**Source material**
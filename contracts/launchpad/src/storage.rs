//! # Storage
//!
//! Provides typed helpers over Soroban's two storage tiers used by the
//! launchpad:
//!
//! ## Instance storage (contract-lifetime TTL)
//!
//! | Key         | Type        | Description                          |
//! |-------------|-------------|--------------------------------------|
//! | `Owner`     | `Address`   | Registry owner                       |
//! | `FeeConfig` | `FeeConfig` | Current protocol fee and recipient   |
//! | `SaleCount` | `u64`       | Auto-increment sale ID counter       |
//!
//! Instance TTL is bumped by **7 days** whenever it falls below 1 day remaining.
//!
//! ## Persistent storage (per-entry TTL)
//!
//! | Key                   | Type            | Description                  |
//! |-----------------------|-----------------|------------------------------|
//! | `SaleConfig(id)`      | `SaleConfig`    | Sale configuration           |
//! | `SaleState(id)`       | `SaleState`     | Sale accounting              |
//! | `Position(id, addr)`  | `BuyerPosition` | Per-buyer purchased/claimed  |
//! | `Trusted(id)`         | `bool`          | Registry curation flag       |
//!
//! Persistent TTL is bumped by **30 days** whenever it falls below 7 days remaining.
//!
//! Every sale owns its own keys; no entry is shared between two sales.

use soroban_sdk::{contracttype, Address, Env};

use crate::types::{BuyerPosition, FeeConfig, SaleConfig, SaleState};
use crate::Error;

// ── TTL Constants ────────────────────────────────────────────────────

/// Approximate ledgers per day (~5 seconds per ledger).
const DAY_IN_LEDGERS: u32 = 17_280;

/// Instance storage: bump by 7 days when below 1 day remaining.
const INSTANCE_BUMP_AMOUNT: u32 = 7 * DAY_IN_LEDGERS;
const INSTANCE_LIFETIME_THRESHOLD: u32 = DAY_IN_LEDGERS;

/// Persistent storage: bump by 30 days when below 7 days remaining.
const PERSISTENT_BUMP_AMOUNT: u32 = 30 * DAY_IN_LEDGERS;
const PERSISTENT_LIFETIME_THRESHOLD: u32 = 7 * DAY_IN_LEDGERS;

// ── Storage Keys ─────────────────────────────────────────────────────

#[contracttype]
#[derive(Clone, Debug, Eq, PartialEq)]
pub enum DataKey {
    /// Registry owner (Instance).
    Owner,
    /// Protocol fee settings (Instance).
    FeeConfig,
    /// Global auto-increment counter for sale IDs (Instance).
    SaleCount,
    /// Sale configuration keyed by ID (Persistent).
    SaleConfig(u64),
    /// Sale accounting keyed by ID (Persistent).
    SaleState(u64),
    /// Buyer position keyed by sale ID and buyer (Persistent).
    Position(u64, Address),
    /// Registry curation flag keyed by sale ID (Persistent).
    Trusted(u64),
}

// ── Instance Storage Helpers ─────────────────────────────────────────

fn bump_instance(env: &Env) {
    env.storage()
        .instance()
        .extend_ttl(INSTANCE_LIFETIME_THRESHOLD, INSTANCE_BUMP_AMOUNT);
}

pub fn is_initialized(env: &Env) -> bool {
    env.storage().instance().has(&DataKey::Owner)
}

pub fn set_owner(env: &Env, owner: &Address) {
    env.storage().instance().set(&DataKey::Owner, owner);
    bump_instance(env);
}

pub fn get_owner(env: &Env) -> Result<Address, Error> {
    bump_instance(env);
    env.storage()
        .instance()
        .get(&DataKey::Owner)
        .ok_or(Error::NotInitialized)
}

pub fn set_fee_config(env: &Env, fee: &FeeConfig) {
    env.storage().instance().set(&DataKey::FeeConfig, fee);
    bump_instance(env);
}

pub fn get_fee_config(env: &Env) -> Result<FeeConfig, Error> {
    bump_instance(env);
    env.storage()
        .instance()
        .get(&DataKey::FeeConfig)
        .ok_or(Error::NotInitialized)
}

pub fn get_sale_count(env: &Env) -> u64 {
    bump_instance(env);
    env.storage()
        .instance()
        .get(&DataKey::SaleCount)
        .unwrap_or(0)
}

/// Reads, increments, and stores the sale counter.
/// Returns the ID to use for the *current* sale (pre-increment value).
pub fn get_and_increment_sale_id(env: &Env) -> Result<u64, Error> {
    let current = get_sale_count(env);
    let next = current.checked_add(1).ok_or(Error::ArithmeticOverflow)?;
    env.storage().instance().set(&DataKey::SaleCount, &next);
    Ok(current)
}

// ── Persistent Storage Helpers ───────────────────────────────────────

fn bump_persistent(env: &Env, key: &DataKey) {
    env.storage()
        .persistent()
        .extend_ttl(key, PERSISTENT_LIFETIME_THRESHOLD, PERSISTENT_BUMP_AMOUNT);
}

pub fn save_sale_config(env: &Env, config: &SaleConfig) {
    let key = DataKey::SaleConfig(config.id);
    env.storage().persistent().set(&key, config);
    bump_persistent(env, &key);
}

pub fn load_sale_config(env: &Env, id: u64) -> Result<SaleConfig, Error> {
    let key = DataKey::SaleConfig(id);
    let config: SaleConfig = env
        .storage()
        .persistent()
        .get(&key)
        .ok_or(Error::SaleNotFound)?;
    bump_persistent(env, &key);
    Ok(config)
}

pub fn save_sale_state(env: &Env, id: u64, state: &SaleState) {
    let key = DataKey::SaleState(id);
    env.storage().persistent().set(&key, state);
    bump_persistent(env, &key);
}

pub fn load_sale_state(env: &Env, id: u64) -> Result<SaleState, Error> {
    let key = DataKey::SaleState(id);
    let state: SaleState = env
        .storage()
        .persistent()
        .get(&key)
        .ok_or(Error::SaleNotFound)?;
    bump_persistent(env, &key);
    Ok(state)
}

/// Load a buyer's position, defaulting to an empty one.
pub fn load_position(env: &Env, id: u64, buyer: &Address) -> BuyerPosition {
    let key = DataKey::Position(id, buyer.clone());
    match env.storage().persistent().get(&key) {
        Some(position) => {
            bump_persistent(env, &key);
            position
        }
        None => BuyerPosition::default(),
    }
}

pub fn save_position(env: &Env, id: u64, buyer: &Address, position: &BuyerPosition) {
    let key = DataKey::Position(id, buyer.clone());
    env.storage().persistent().set(&key, position);
    bump_persistent(env, &key);
}

pub fn set_trusted(env: &Env, id: u64, trusted: bool) {
    let key = DataKey::Trusted(id);
    env.storage().persistent().set(&key, &trusted);
    bump_persistent(env, &key);
}

pub fn is_trusted(env: &Env, id: u64) -> bool {
    env.storage()
        .persistent()
        .get(&DataKey::Trusted(id))
        .unwrap_or(false)
}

**Required action**
Could you copy out every record above exactly as it appears?

**Result below**
filename contracts/launchpad/src/storage.rs
//! # Storage
//!
//! Provides typed helpers over Soroban's two storage tiers used by the
//! launchpad:
//!
//! ## Instance storage (contract-lifetime TTL)
//!
//! | Key         | Type        | Description                          |
//! |-------------|-------------|--------------------------------------|
//! | `Owner`     | `Address`   | Registry owner                       |
//! | `FeeConfig` | `FeeConfig` | Current protocol fee and recipient   |
//! | `SaleCount` | `u64`       | Auto-increment sale ID counter       |
//!
//! Instance TTL is bumped by **7 days** whenever it falls below 1 day remaining.
//!
//! ## Persistent storage (per-entry TTL)
//!
//! | Key                   | Type            | Description                  |
//! |-----------------------|-----------------|------------------------------|
//! | `SaleConfig(id)`      | `SaleConfig`    | Sale configuration           |
//! | `SaleState(id)`       | `SaleState`     | Sale accounting              |
//! | `Position(id, addr)`  | `BuyerPosition` | Per-buyer purchased/claimed  |
//! | `Trusted(id)`         | `bool`          | Registry curation flag       |
//!
//! Persistent TTL is bumped by **30 days** whenever it falls below 7 days remaining.
//!
//! Every sale owns its own keys; no entry is shared between two sales.

use soroban_sdk::{contracttype, Address, Env};

use crate::types::{BuyerPosition, FeeConfig, SaleConfig, SaleState};
use crate::Error;

// ── TTL Constants ────────────────────────────────────────────────────

/// Approximate ledgers per day (~5 seconds per ledger).
const DAY_IN_LEDGERS: u32 = 17_280;

/// Instance storage: bump by 7 days when below 1 day remaining.
const INSTANCE_BUMP_AMOUNT: u32 = 7 * DAY_IN_LEDGERS;
const INSTANCE_LIFETIME_THRESHOLD: u32 = DAY_IN_LEDGERS;

/// Persistent storage: bump by 30 days when below 7 days remaining.
const PERSISTENT_BUMP_AMOUNT: u32 = 30 * DAY_IN_LEDGERS;
const PERSISTENT_LIFETIME_THRESHOLD: u32 = 7 * DAY_IN_LEDGERS;

// ── Storage Keys ─────────────────────────────────────────────────────

#[contracttype]
#[derive(Clone, Debug, Eq, PartialEq)]
pub enum DataKey {
    /// Registry owner (Instance).
    Owner,
    /// Protocol fee settings (Instance).
    FeeConfig,
    /// Global auto-increment counter for sale IDs (Instance).
    SaleCount,
    /// Sale configuration keyed by ID (Persistent).
    SaleConfig(u64),
    /// Sale accounting keyed by ID (Persistent).
    SaleState(u64),
    /// Buyer position keyed by sale ID and buyer (Persistent).
    Position(u64, Address),
    /// Registry curation flag keyed by sale ID (Persistent).
    Trusted(u64),
}

// ── Instance Storage Helpers ─────────────────────────────────────────

fn bump_instance(env: &Env) {
    env.storage()
        .instance()
        .extend_ttl(INSTANCE_LIFETIME_THRESHOLD, INSTANCE_BUMP_AMOUNT);
}

pub fn is_initialized(env: &Env) -> bool {
    env.storage().instance().has(&DataKey::Owner)
}

pub fn set_owner(env: &Env, owner: &Address) {
    env.storage().instance().set(&DataKey::Owner, owner);
    bump_instance(env);
}

pub fn get_owner(env: &Env) -> Result<Address, Error> {
    bump_instance(env);
    env.storage()
        .instance()
        .get(&DataKey::Owner)
        .ok_or(Error::NotInitialized)
}

pub fn set_fee_config(env: &Env, fee: &FeeConfig) {
    env.storage().instance().set(&DataKey::FeeConfig, fee);
    bump_instance(env);
}

pub fn get_fee_config(env: &Env) -> Result<FeeConfig, Error> {
    bump_instance(env);
    env.storage()
        .instance()
        .get(&DataKey::FeeConfig)
        .ok_or(Error::NotInitialized)
}

pub fn get_sale_count(env: &Env) -> u64 {
    bump_instance(env);
    env.storage()
        .instance()
        .get(&DataKey::SaleCount)
        .unwrap_or(0)
}

/// Reads, increments, and stores the sale counter.
/// Returns the ID to use for the *current* sale (pre-increment value).
pub fn get_and_increment_sale_id(env: &Env) -> Result<u64, Error> {
    let current = get_sale_count(env);
    let next = current.checked_add(1).ok_or(Error::ArithmeticOverflow)?;
    env.storage().instance().set(&DataKey::SaleCount, &next);
    Ok(current)
}

// ── Persistent Storage Helpers ───────────────────────────────────────

fn bump_persistent(env: &Env, key: &DataKey) {
    env.storage()
        .persistent()
        .extend_ttl(key, PERSISTENT_LIFETIME_THRESHOLD, PERSISTENT_BUMP_AMOUNT);
}

pub fn save_sale_config(env: &Env, config: &SaleConfig) {
    let key = DataKey::SaleConfig(config.id);
    env.storage().persistent().set(&key, config);
    bump_persistent(env, &key);
}

pub fn load_sale_config(env: &Env, id: u64) -> Result<SaleConfig, Error> {
    let key = DataKey::SaleConfig(id);
    let config: SaleConfig = env
        .storage()
        .persistent()
        .get(&key)
        .ok_or(Error::SaleNotFound)?;
    bump_persistent(env, &key);
    Ok(config)
}

pub fn save_sale_state(env: &Env, id: u64, state: &SaleState) {
    let key = DataKey::SaleState(id);
    env.storage().persistent().set(&key, state);
    bump_persistent(env, &key);
}

pub fn load_sale_state(env: &Env, id: u64) -> Result<SaleState, Error> {
    let key = DataKey::SaleState(id);
    let state: SaleState = env
        .storage()
        .persistent()
        .get(&key)
        .ok_or(Error::SaleNotFound)?;
    bump_persistent(env, &key);
    Ok(state)
}

/// Load a buyer's position, defaulting to an empty one.
pub fn load_position(env: &Env, id: u64, buyer: &Address) -> BuyerPosition {
    let key = DataKey::Position(id, buyer.clone());
    match env.storage().persistent().get(&key) {
        Some(position) => {
            bump_persistent(env, &key);
            position
        }
        None => BuyerPosition::default(),
    }
}

pub fn save_position(env: &Env, id: u64, buyer: &Address, position: &BuyerPosition) {
    let key = DataKey::Position(id, buyer.clone());
    env.storage().persistent().set(&key, position);
    bump_persistent(env, &key);
}

pub fn set_trusted(env: &Env, id: u64, trusted: bool) {
    let key = DataKey::Trusted(id);
    env.storage().persistent().set(&key, &trusted);
    bump_persistent(env, &key);
}

pub fn is_trusted(env: &Env, id: u64) -> bool {
    env.storage()
        .persistent()
        .get(&DataKey::Trusted(id))
        .unwrap_or(false)
}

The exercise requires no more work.